This scientific research led to the obtaining of some Stem Cells but as usual the developing embryo had to be destroyed.
Is a God's hand also involved in such an embryos growth?
Is it a sin to destroy a growing embryo only if growth is stimulated by artificial insemination with a sperm's chemicals rather than with non spermatic chemicals?

2006-12-15 01:13:07 · 24 answers · asked by dollparty.geo 2 in Society & Culture Religion & Spirituality

24 answers

Why, with all due respect, is manipulating human cell even considered potentially a sin yet putting down the family dog is not? The cell has no capacity to suffer, the dog does. I'm all for the belief that to kill is simply and unquestionably wrong. But having decided some killing is acceptable, there's got to be a different standard. If I can justify killing a HUGE fish for a tuna sandwich, I can rationalize using embryonic stem cells for even only potential therapeutic gains.

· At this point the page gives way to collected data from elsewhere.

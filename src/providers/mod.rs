//! Completion oracle implementations

use async_trait::async_trait;

pub mod openai;

// Re-export for convenience
pub use openai::OpenAiClient;

/// A remote text-completion service.
///
/// Returns `Ok(None)` when the service answered but produced no text.
#[async_trait]
pub trait CompletionOracle: Send + Sync
{   async fn complete(
      &self
    , request: crate::request::CompletionRequest
    ) -> Result<Option<String>, crate::error::Error>;
}
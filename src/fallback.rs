//! Resolve raw oracle text into a response payload, masking bad output

use serde::de::DeserializeOwned;
use log::debug;

/// Strictly decode `text` as JSON, substituting `default()` on failure.
/// The decode error is logged and dropped, never returned.
pub fn decode_or_else<T, F>(text: Option<&str>, default: F) -> T
where T: DeserializeOwned
    , F: FnOnce() -> T
{   match text.map(serde_json::from_str::<T>)
    {   Some(Ok(value)) => value
      , Some(Err(e)) => {
          debug!("Oracle output did not decode, using default: {}", e);
          default()
        }
      , None => {
          debug!("Oracle returned no output, using default");
          default()
        }
    }
}

/// Pass oracle text through unchanged unless it is absent or empty
pub fn text_or(text: Option<String>, fallback: &str) -> String
{   match text
    {   Some(t) if !t.is_empty() => t
      , _ => {
          debug!("Oracle returned no text, using fallback");
          fallback.to_string()
        }
    }
}
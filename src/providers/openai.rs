use serde::{Deserialize, Serialize};
use async_trait::async_trait;
use log::{debug, trace, error};
use std::time::Duration;

// ===== Message Types =====

#[derive(Debug, Clone, PartialEq, Serialize, Deserialize)]
pub struct ChatMessage
{   pub role: String
  , #[serde(default)]
    pub content: Option<String>
}

impl ChatMessage
{   fn new(role: &str, content: String) -> Self
    {   ChatMessage
        {   role: role.to_string()
          , content: Some(content)
        }
    }
}

#[derive(Debug, Clone, PartialEq, Serialize, Deserialize)]
pub struct ChatRequest
{   pub model: String
  , pub messages: Vec<ChatMessage>
  , pub max_tokens: usize
  , pub temperature: f32
}

#[derive(Debug, Clone, Deserialize)]
pub struct ChatResponse
{   #[serde(default)]
    pub choices: Vec<Choice>
}

#[derive(Debug, Clone, Deserialize)]
pub struct Choice
{   pub message: Option<ChatMessage>
  , pub finish_reason: Option<String>
}

impl ChatRequest
{   /// Build the wire request: system instruction first, then the prompt
    pub fn from_completion(
      model: &str
    , request: crate::request::CompletionRequest
    ) -> Self
    {   ChatRequest
        {   model: model.to_string()
          , messages: vec![
              ChatMessage::new("system", request.system_instruction)
            , ChatMessage::new("user", request.user_prompt)
            ]
          , max_tokens: request.max_tokens
          , temperature: request.temperature
        }
    }
}

impl ChatResponse
{   /// Text of the first choice, if the oracle produced any
    pub fn first_text(self) -> Option<String>
    {   self.choices
          .into_iter()
          .next()
          .and_then(|c| c.message)
          .and_then(|m| m.content)
    }
}

// ===== Client =====

/// OpenAI-compatible chat completions client
pub struct OpenAiClient
{   api_key: Option<String>
  , api_base: String
  , model: String
  , http_client: reqwest::Client
}

impl OpenAiClient
{   /// Create a client; a missing key only fails once a request is made
    pub fn new(
      api_key: Option<String>
    , config: &crate::config::ProviderConfig
    ) -> Result<Self, crate::error::Error>
    {   debug!("Creating OpenAiClient for model: {}", config.model);
        let mut builder = reqwest::Client::builder();
        if let Some(secs) = config.timeout_secs
        {   builder = builder.timeout(Duration::from_secs(secs));
        }
        let http_client = builder.build().map_err(|e| {
          error!("Failed to build HTTP client: {}", e);
          crate::error::Error::InvalidConfiguration(e.to_string())
        })?;

        Ok(OpenAiClient
        {   api_key
          , api_base: config.api_base().to_string()
          , model: config.model.clone()
          , http_client
        })
    }

    fn get_api_key(&self)
      -> Result<&str, crate::error::Error>
    {   self.api_key.as_deref().ok_or_else(|| {
          error!("No API key for model: {}", self.model);
          crate::error::Error::MissingApiKey(
            format!("OpenAI:{}", self.model)
          )
        })
    }
}

#[async_trait]
impl super::CompletionOracle for OpenAiClient
{   async fn complete(
      &self
    , request: crate::request::CompletionRequest
    ) -> Result<Option<String>, crate::error::Error>
    {   debug!("Sending completion to: {}", self.model);

        let api_key = self.get_api_key()?;
        let body = ChatRequest::from_completion(&self.model, request);

        trace!("OpenAI request: {:?}", body);

        let response = self.http_client
          .post(format!("{}/chat/completions", self.api_base))
          .header("Authorization", format!("Bearer {}", api_key))
          .header("Content-Type", "application/json")
          .json(&body)
          .send()
          .await
          .map_err(|e| {
            error!("HTTP error: {}", e);
            if e.is_timeout()
            {   crate::error::Error::Timeout
            } else
            {   crate::error::Error::HttpError(e.to_string())
            }
          })?;

        let status = response.status();
        trace!("OpenAI response status: {}", status);

        if !status.is_success()
        {   let error_text = response.text().await
              .unwrap_or_else(|_|
                "Unknown error".to_string()
              );
            error!("OpenAI API error: {}", error_text);
            return Err(crate::error::Error::ApiError(
              format!("OpenAI error ({}): {}", status, error_text)
            ));
        }

        let chat_response: ChatResponse
          = response.json().await.map_err(|e| {
            error!("Parse error: {}", e);
            crate::error::Error::ParseError(e.to_string())
          })?;

        Ok(chat_response.first_text())
    }
}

That fish dies of asphyxiation and you know that to the extent that a fish can suffer, it does. The embryo does not. I can explain it to my god, I can explain it to yours if you'd like (but let's be honest, the creation of sin in this case is the work of man, not god - it is the churches only nod to science in the last 100 years).

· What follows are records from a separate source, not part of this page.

pub mod error;
pub mod config;
pub mod providers;
pub mod request;
pub mod prompt;
pub mod fallback;
pub mod workflow;
pub mod server;

/*

skillgen turns free-text skill-learning requests into generated
artifacts: learning specs, project workflows and translated lessons.

Each endpoint follows the same shape:

  body ──> decode ──> compose prompt ──> oracle ──> resolve ──> JSON
                                            │
                           no text / bad JSON ──> canned fallback
                           anything else      ──> generic 500

src/
├── lib.rs          # Feature table and re-exports
├── error.rs        # Error type
├── config.rs       # Provider and server configuration
├── request.rs      # Wire types
├── prompt.rs       # Prompt templates
├── providers/      # Completion oracles (OpenAI)
├── fallback.rs     # Decode-with-default helpers
├── workflow.rs     # Workflow record and its fallback
├── server.rs       # axum router and handlers
└── main.rs         # Binary entry point

*/

pub use error::Error;
pub use providers::{CompletionOracle, OpenAiClient};
pub use server::{router, serve, AppState};

/// Sampling temperature shared by every feature
pub const TEMPERATURE: f32 = 0.7;

/// The three generation features exposed over HTTP.
#[derive(Debug, Clone, Copy, PartialEq, Eq, Hash)]
pub enum Feature
{   /// Markdown learning specification (`/api/generate-spec`)
    Spec
  , /// JSON project workflow (`/api/generate-workflow`)
    Workflow
  , /// Culturally-adapted lesson (`/api/translate-skill`)
    Translation
}

impl Feature
{   /// Max tokens requested from the oracle
    pub fn max_tokens(self) -> usize
    {   match self
        {   Feature::Spec => 2000
          , Feature::Workflow => 1000
          , Feature::Translation => 1500
        }
    }

    /// Static message returned with every 500
    pub fn failure_message(self) -> &'static str
    {   match self
        {   Feature::Spec => "Failed to generate specification"
          , Feature::Workflow => "Failed to generate workflow"
          , Feature::Translation => "Failed to translate skill"
        }
    }

    pub fn name(self) -> &'static str
    {   match self
        {   Feature::Spec => "Spec"
          , Feature::Workflow => "Workflow"
          , Feature::Translation => "Translation"
        }
    }
}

2006-12-15 01:50:46 · answer #1 · answered by Anonymous · 1 0

What people don't seem to realize is that the embryonic stem cells most scientists want to use are frozen ones that are being discarded from invitro facilities. The conservative media would have you believe otherwise. Embryonic stem cells weren't even isolated until the late 90's and since then there has been a moratorium on embryonic stem cell research. If the "cells" and yes that is all they are, cells, are going to be discarded anyway, why not use them to help develop cures for paralysis and diseases?
EDIT: I don't know how many people on this site have loved ones suffering from paralysis or disease, but I somehow imagine that if YOU or your child might be saved by stem cell research you would support it. I think the majority of us would not hesitate to "play God" if we could save a loved ones life.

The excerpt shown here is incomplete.